Arriva un atlante virtuale per raccontare la Toscana di Leonardo da Vinci, il genio italiano di cui quest'anno ricorrono i 500 anni dalla morte. Evento che tutto il mondo dell'arte sta celebrando nel 2019, compresa la spy story relativa al "disperso" Salvator Mundi e, ovviamente, nel nostro Paese. In questo caso, invece, parliamo di un sito web, latoscanadileonardo.it, che sul web ci racconta i luoghi della Toscana del grande artista, in tutto 161 sparsi in ben 31 comuni di otto province.

In pratica, tranne le provincie di Lucca e Massa Carrara, Leonardo ha girato tutta la Toscana lungo la sua attività di artista, inventore, pensatore. La sua Toscana, quella che l'atlante sul web ci racconta in oltre mille immagini, 21 diversi itinerari e 4 mappe interattive con quasi 500 punti d'interesse, in due lingue, inglese ed italiano. Oltre a una variegata sezione di mappe che confrontano quelle disegnate da Leonardo da Vinci in persona con quelle attuali, che disegnano una Toscana ben diversa da quella del Rinascimento.

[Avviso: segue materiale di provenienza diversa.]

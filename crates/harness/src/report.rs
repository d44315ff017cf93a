use std::{fmt::Write as _, fs, io, path::Path, time::Duration};

use serde::Serialize;
use serde_json::Value;

use crate::options::RunOptions;

#[derive(Debug, Clone, Copy, PartialEq, Eq, Serialize)]
#[serde(rename_all = "lowercase")]
pub enum CaseStatus {
    Pass,
    Fail,
    Skip,
}

#[derive(Debug, Clone, PartialEq, Serialize)]
#[serde(rename_all = "camelCase")]
pub struct CaseReport {
    pub test_name: String,
    pub variant: String,
    pub status: CaseStatus,
    /// Why the case was skipped.
    #[serde(skip_serializing_if = "Option::is_none")]
    pub reason: Option<String>,
    #[serde(skip_serializing_if = "Option::is_none")]
    pub error: Option<String>,
    pub duration_ms: f64,
}

impl CaseReport {
    pub fn passed(test_name: &str, variant: &str, elapsed: Duration) -> Self {
        Self::new(test_name, variant, CaseStatus::Pass, elapsed)
    }

    pub fn failed(test_name: &str, variant: &str, error: String, elapsed: Duration) -> Self {
        Self {
            error: Some(error),
            ..Self::new(test_name, variant, CaseStatus::Fail, elapsed)
        }
    }

    pub fn skipped(test_name: &str, variant: &str, reason: String, elapsed: Duration) -> Self {
        Self {
            reason: Some(reason),
            ..Self::new(test_name, variant, CaseStatus::Skip, elapsed)
        }
    }

    fn new(test_name: &str, variant: &str, status: CaseStatus, elapsed: Duration) -> Self {
        Self {
            test_name: test_name.to_string(),
            variant: variant.to_string(),
            status,
            reason: None,
            error: None,
            duration_ms: elapsed.as_secs_f64() * 1000.0,
        }
    }
}

#[derive(Debug, Clone, Default, PartialEq, Serialize)]
#[serde(rename_all = "camelCase")]
pub struct Summary {
    pub passed: usize,
    pub failed: usize,
    pub skipped: usize,
    pub total: usize,
    pub pass_rate_pct: f64,
    pub pass_rate_excluding_skips_pct: f64,
}

impl Summary {
    pub fn record(&mut self, status: CaseStatus) {
        match status {
            CaseStatus::Pass => self.passed += 1,
            CaseStatus::Fail => self.failed += 1,
            CaseStatus::Skip => self.skipped += 1,
        }
        self.total += 1;
        self.pass_rate_pct = percentage(self.passed, self.total);
        self.pass_rate_excluding_skips_pct = percentage(self.passed, self.passed + self.failed);
    }

    fn absorb(&mut self, other: &Summary) {
        self.passed += other.passed;
        self.failed += other.failed;
        self.skipped += other.skipped;
        self.total += other.total;
        self.pass_rate_pct = percentage(self.passed, self.total);
        self.pass_rate_excluding_skips_pct = percentage(self.passed, self.passed + self.failed);
    }
}

/// `part / whole` in percent, rounded to two decimals. 0 when `whole` is 0.
fn percentage(part: usize, whole: usize) -> f64 {
    if whole == 0 {
        return 0.0;
    }
    (part as f64 / whole as f64 * 10000.0).round() / 100.0
}

#[derive(Debug, Clone, PartialEq, Serialize)]
#[serde(rename_all = "camelCase")]
pub struct FileReport {
    pub file_name: String,
    pub selected_tests: usize,
    pub summary: Summary,
    pub file_error: Option<String>,
    pub cases: Vec<CaseReport>,
}

impl FileReport {
    pub fn new(file_name: impl Into<String>) -> Self {
        Self {
            file_name: file_name.into(),
            selected_tests: 0,
            summary: Summary::default(),
            file_error: None,
            cases: vec![],
        }
    }

    pub fn push(&mut self, case: CaseReport) {
        self.summary.record(case.status);
        self.cases.push(case);
    }
}

#[derive(Debug, Clone, PartialEq, Serialize)]
#[serde(rename_all = "camelCase")]
pub struct Meta {
    pub started_at: String,
    pub ended_at: Option<String>,
    pub options: RunOptions,
    #[serde(skip_serializing_if = "Option::is_none")]
    pub backend_provenance: Option<Value>,
    #[serde(skip_serializing_if = "Option::is_none")]
    pub fatal_error: Option<String>,
}

/// The outcome of a whole run.
#[derive(Debug, Clone, PartialEq, Serialize)]
#[serde(rename_all = "camelCase")]
pub struct RunReport {
    pub meta: Meta,
    pub summary: Summary,
    pub files: Vec<FileReport>,
    pub failures: Vec<String>,
}

impl RunReport {
    pub fn new(options: &RunOptions) -> Self {
        Self {
            meta: Meta {
                started_at: now(),
                ended_at: None,
                options: options.clone(),
                backend_provenance: options
                    .backend
                    .as_ref()
                    .and_then(|b| serde_json::to_value(b).ok()),
                fatal_error: None,
            },
            summary: Summary::default(),
            files: vec![],
            failures: vec![],
        }
    }

    pub fn push_file(&mut self, file: FileReport) {
        if let Some(err) = &file.file_error {
            self.failures.push(format!("{}: {err}", file.file_name));
        }
        for case in &file.cases {
            if let Some(err) = &case.error {
                self.failures.push(format!(
                    "{} :: {} [{}]: {err}",
                    file.file_name, case.test_name, case.variant
                ));
            }
        }
        self.summary.absorb(&file.summary);
        self.files.push(file);
    }

    pub fn set_fatal_error(&mut self, error: String) {
        self.failures.push(format!("fatal: {error}"));
        self.meta.fatal_error = Some(error);
    }

    pub fn finish(&mut self) {
        self.meta.ended_at = Some(now());
    }

    /// No failed case and no fatal error. File errors are reported but do
    /// not fail the run.
    pub fn succeeded(&self) -> bool {
        self.summary.failed == 0 && self.meta.fatal_error.is_none()
    }

    pub fn write_json(&self, path: &Path) -> io::Result<()> {
        let json = serde_json::to_string_pretty(self)?;
        fs::write(path, json + "\n")
    }

    pub fn render_text(&self) -> String {
        let mut out = String::new();
        let s = &self.summary;
        let _ = writeln!(out, "WebNN conformance run");
        let _ = writeln!(out, "  started:  {}", self.meta.started_at);
        if let Some(ended) = &self.meta.ended_at {
            let _ = writeln!(out, "  ended:    {ended}");
        }
        let _ = writeln!(
            out,
            "  variants: {}",
            self.meta.options.variants.join(", ")
        );
        let _ = writeln!(
            out,
            "  passed {}, failed {}, skipped {}, total {} ({:.2}%, {:.2}% excluding skips)",
            s.passed, s.failed, s.skipped, s.total, s.pass_rate_pct, s.pass_rate_excluding_skips_pct
        );
        if let Some(err) = &self.meta.fatal_error {
            let _ = writeln!(out, "  FATAL: {err}");
        }

        let _ = writeln!(out);
        for file in &self.files {
            let counts = &file.summary;
            match &file.file_error {
                Some(err) => {
                    let _ = writeln!(out, "{}: ERROR {err}", file.file_name);
                }
                None => {
                    let _ = writeln!(
                        out,
                        "{}: {}/{} passed, {} failed, {} skipped",
                        file.file_name, counts.passed, counts.total, counts.failed, counts.skipped
                    );
                }
            }
        }

        if !self.failures.is_empty() {
            let _ = writeln!(out, "\nFailures:");
            for failure in &self.failures {
                let _ = writeln!(out, "  {failure}");
            }
        }
        out
    }
}

fn now() -> String {
    chrono::Utc::now().to_rfc3339()
}

#[test]
fn test_summary_rates() {
    let mut summary = Summary::default();
    assert_eq!(summary.pass_rate_pct, 0.0);
    summary.record(CaseStatus::Pass);
    summary.record(CaseStatus::Skip);
    summary.record(CaseStatus::Fail);
    assert_eq!(summary.total, 3);
    assert_eq!(summary.pass_rate_pct, 33.33);
    assert_eq!(summary.pass_rate_excluding_skips_pct, 50.0);

    let mut skips = Summary::default();
    skips.record(CaseStatus::Skip);
    assert_eq!(skips.pass_rate_excluding_skips_pct, 0.0);
}

#[test]
fn test_run_report() {
    let mut report = RunReport::new(&RunOptions::new("fixtures"));

    let mut file = FileReport::new("add.https.any.js");
    file.selected_tests = 2;
    file.push(CaseReport::passed("add a", "cpu", Duration::from_millis(2)));
    file.push(CaseReport::failed(
        "add b",
        "cpu",
        "Missing output 'y'".into(),
        Duration::from_millis(3),
    ));
    report.push_file(file);

    let mut broken = FileReport::new("relu.https.any.js");
    broken.file_error = Some("No top-level array declaration found".into());
    report.push_file(broken);
    report.finish();

    assert!(!report.succeeded());
    assert_eq!(
        report.failures,
        vec![
            "add.https.any.js :: add b [cpu]: Missing output 'y'".to_string(),
            "relu.https.any.js: No top-level array declaration found".to_string(),
        ]
    );

    let json = serde_json::to_value(&report).unwrap();
    assert_eq!(json["summary"]["passRatePct"], 50.0);
    assert_eq!(json["files"][0]["selectedTests"], 2);
    assert_eq!(json["files"][0]["cases"][0]["status"], "pass");
    assert_eq!(json["files"][0]["cases"][0].get("error"), None);
    assert_eq!(json["files"][1]["fileError"], "No top-level array declaration found");
    assert!(json["meta"].get("fatalError").is_none());
    assert!(chrono::DateTime::parse_from_rfc3339(json["meta"]["endedAt"].as_str().unwrap()).is_ok());

    let mut clean = RunReport::new(&RunOptions::new("fixtures"));
    let mut broken = FileReport::new("relu.https.any.js");
    broken.file_error = Some("No top-level array declaration found".into());
    clean.push_file(broken);
    assert!(clean.succeeded());
    assert_eq!(clean.failures.len(), 1);
    clean.set_fatal_error("Backend is gone: killed".into());
    assert!(!clean.succeeded());

    let text = report.render_text();
    assert!(text.contains("passed 1, failed 1, skipped 0, total 2 (50.00%, 50.00% excluding skips)"));
    assert!(text.contains("relu.https.any.js: ERROR No top-level array declaration found"));
}
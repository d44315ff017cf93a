use std::{
    fmt,
    io::{self, BufRead, BufReader, Write},
    path::PathBuf,
    process::{Child, ChildStdin, ChildStdout, Command, Stdio},
    sync::{Arc, Mutex, MutexGuard, PoisonError},
    thread::{self, JoinHandle},
    time::{Duration, Instant},
};

use serde::Serialize;

use crate::{pending::PendingTable, BridgeError, ExecutionError};

/// How long a worker gets to exit on its own after its stdin is closed.
const SHUTDOWN_GRACE: Duration = Duration::from_millis(500);

/// Line-oriented channel to a backend. Responses are delivered to the
/// [`PendingTable`] the transport was created with.
pub trait Transport: Send + Sync {
    fn send_line(&self, line: &str) -> io::Result<()>;

    /// Stops the backend. Must be idempotent.
    fn shutdown(&self);
}

/// The backend worker program and its arguments.
#[derive(Debug, Clone, PartialEq, Eq, Serialize)]
pub struct BackendCommand {
    pub program: PathBuf,
    pub args: Vec<String>,
}

impl BackendCommand {
    pub fn new(program: impl Into<PathBuf>) -> Self {
        Self {
            program: program.into(),
            args: vec![],
        }
    }

    pub fn with_arg(mut self, arg: impl Into<String>) -> Self {
        self.args.push(arg.into());
        self
    }

    pub fn with_args(mut self, args: impl IntoIterator<Item = impl Into<String>>) -> Self {
        self.args.extend(args.into_iter().map(Into::into));
        self
    }
}

impl fmt::Display for BackendCommand {
    fn fmt(&self, f: &mut fmt::Formatter<'_>) -> fmt::Result {
        write!(f, "{}", self.program.display())?;
        for arg in &self.args {
            write!(f, " {arg}")?;
        }
        Ok(())
    }
}

/// A worker process spoken to over its stdin and stdout. Its stderr is
/// inherited so backend diagnostics reach the terminal.
pub struct ProcessTransport {
    child: Mutex<Option<Child>>,
    stdin: Mutex<Option<ChildStdin>>,
    reader: Mutex<Option<JoinHandle<()>>>,
}

fn lock<T>(m: &Mutex<T>) -> MutexGuard<'_, T> {
    m.lock().unwrap_or_else(PoisonError::into_inner)
}

impl ProcessTransport {
    pub fn spawn(command: &BackendCommand, pending: Arc<PendingTable>) -> Result<Self, BridgeError> {
        let mut child = Command::new(&command.program)
            .args(&command.args)
            .stdin(Stdio::piped())
            .stdout(Stdio::piped())
            .stderr(Stdio::inherit())
            .spawn()
            .map_err(|source| BridgeError::Spawn {
                program: command.program.display().to_string(),
                source,
            })?;
        log::debug!("spawned backend '{command}' (pid {})", child.id());

        let stdin = match child.stdin.take() {
            Some(stdin) => stdin,
            None => {
                terminate_and_reap_child(&mut child);
                return Err(BridgeError::Stream("stdin"));
            }
        };
        let stdout = match child.stdout.take() {
            Some(stdout) => stdout,
            None => {
                terminate_and_reap_child(&mut child);
                return Err(BridgeError::Stream("stdout"));
            }
        };

        let reader = thread::Builder::new()
            .name("wptnn-backend-reader".into())
            .spawn(move || read_responses(stdout, &pending));
        let reader = match reader {
            Ok(reader) => reader,
            Err(err) => {
                terminate_and_reap_child(&mut child);
                return Err(err.into());
            }
        };

        Ok(Self {
            child: Mutex::new(Some(child)),
            stdin: Mutex::new(Some(stdin)),
            reader: Mutex::new(Some(reader)),
        })
    }
}

impl Transport for ProcessTransport {
    fn send_line(&self, line: &str) -> io::Result<()> {
        let mut stdin = lock(&self.stdin);
        let stdin = stdin
            .as_mut()
            .ok_or_else(|| io::Error::new(io::ErrorKind::BrokenPipe, "backend stdin is closed"))?;
        stdin.write_all(line.as_bytes())?;
        stdin.write_all(b"\n")?;
        stdin.flush()
    }

    fn shutdown(&self) {
        // Closing stdin is the worker's cue to exit.
        drop(lock(&self.stdin).take());

        if let Some(mut child) = lock(&self.child).take() {
            let started = Instant::now();
            loop {
                match child.try_wait() {
                    Ok(Some(status)) => {
                        log::debug!("backend exited with {status}");
                        break;
                    }
                    Ok(None) if started.elapsed() < SHUTDOWN_GRACE => {
                        thread::sleep(Duration::from_millis(10))
                    }
                    _ => {
                        log::debug!("terminating backend");
                        terminate_and_reap_child(&mut child);
                        break;
                    }
                }
            }
        }

        if let Some(reader) = lock(&self.reader).take() {
            if reader.join().is_err() {
                log::warn!("backend reader thread panicked");
            }
        }
    }
}

fn read_responses(stdout: ChildStdout, pending: &PendingTable) {
    for line in BufReader::new(stdout).lines() {
        match line {
            Ok(line) => pending.dispatch_line(&line),
            Err(err) => {
                log::debug!("backend stdout read failed: {err}");
                break;
            }
        }
    }
    pending.reject_all(ExecutionError::ProcessExited(
        "backend closed its output".into(),
    ));
}

fn terminate_and_reap_child(child: &mut Child) {
    let _ = child.kill();
    let _ = child.wait();
}

#[test]
fn backend_command_display() {
    let cmd = BackendCommand::new("/usr/bin/worker")
        .with_arg("--device")
        .with_args(["cpu"]);
    assert_eq!(cmd.to_string(), "/usr/bin/worker --device cpu");
}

L'atlante leonardesco, nato dalla collaborazione tra Unione dei Comuni del circondario dell'Empolese Valdelsa, che comprende Vinci, e Museo Galileo di Firenze, ci porta ad esempio sui luoghi del genio per eccellenza, dalla Bottega del Verrocchio (dove si formò) a Palazzo Portinari, per allargarsi oltre i confini fiorentini, da Vinci a Bacchereto dove la nonna paterna viveva e nella cui fornace di ceramica smaltata si cimentò probabilmente nei primi lavori. Oppure i progetti per la deviazione dell'Arno, a Prato. Accanto alle gallerie fotografiche che ci raccontano l'oggi e i segni superstiti dell'esperienza di Leonardo, vi si possono trovare i castelli non più esistenti, quelli della Valdelsa e di Valdera.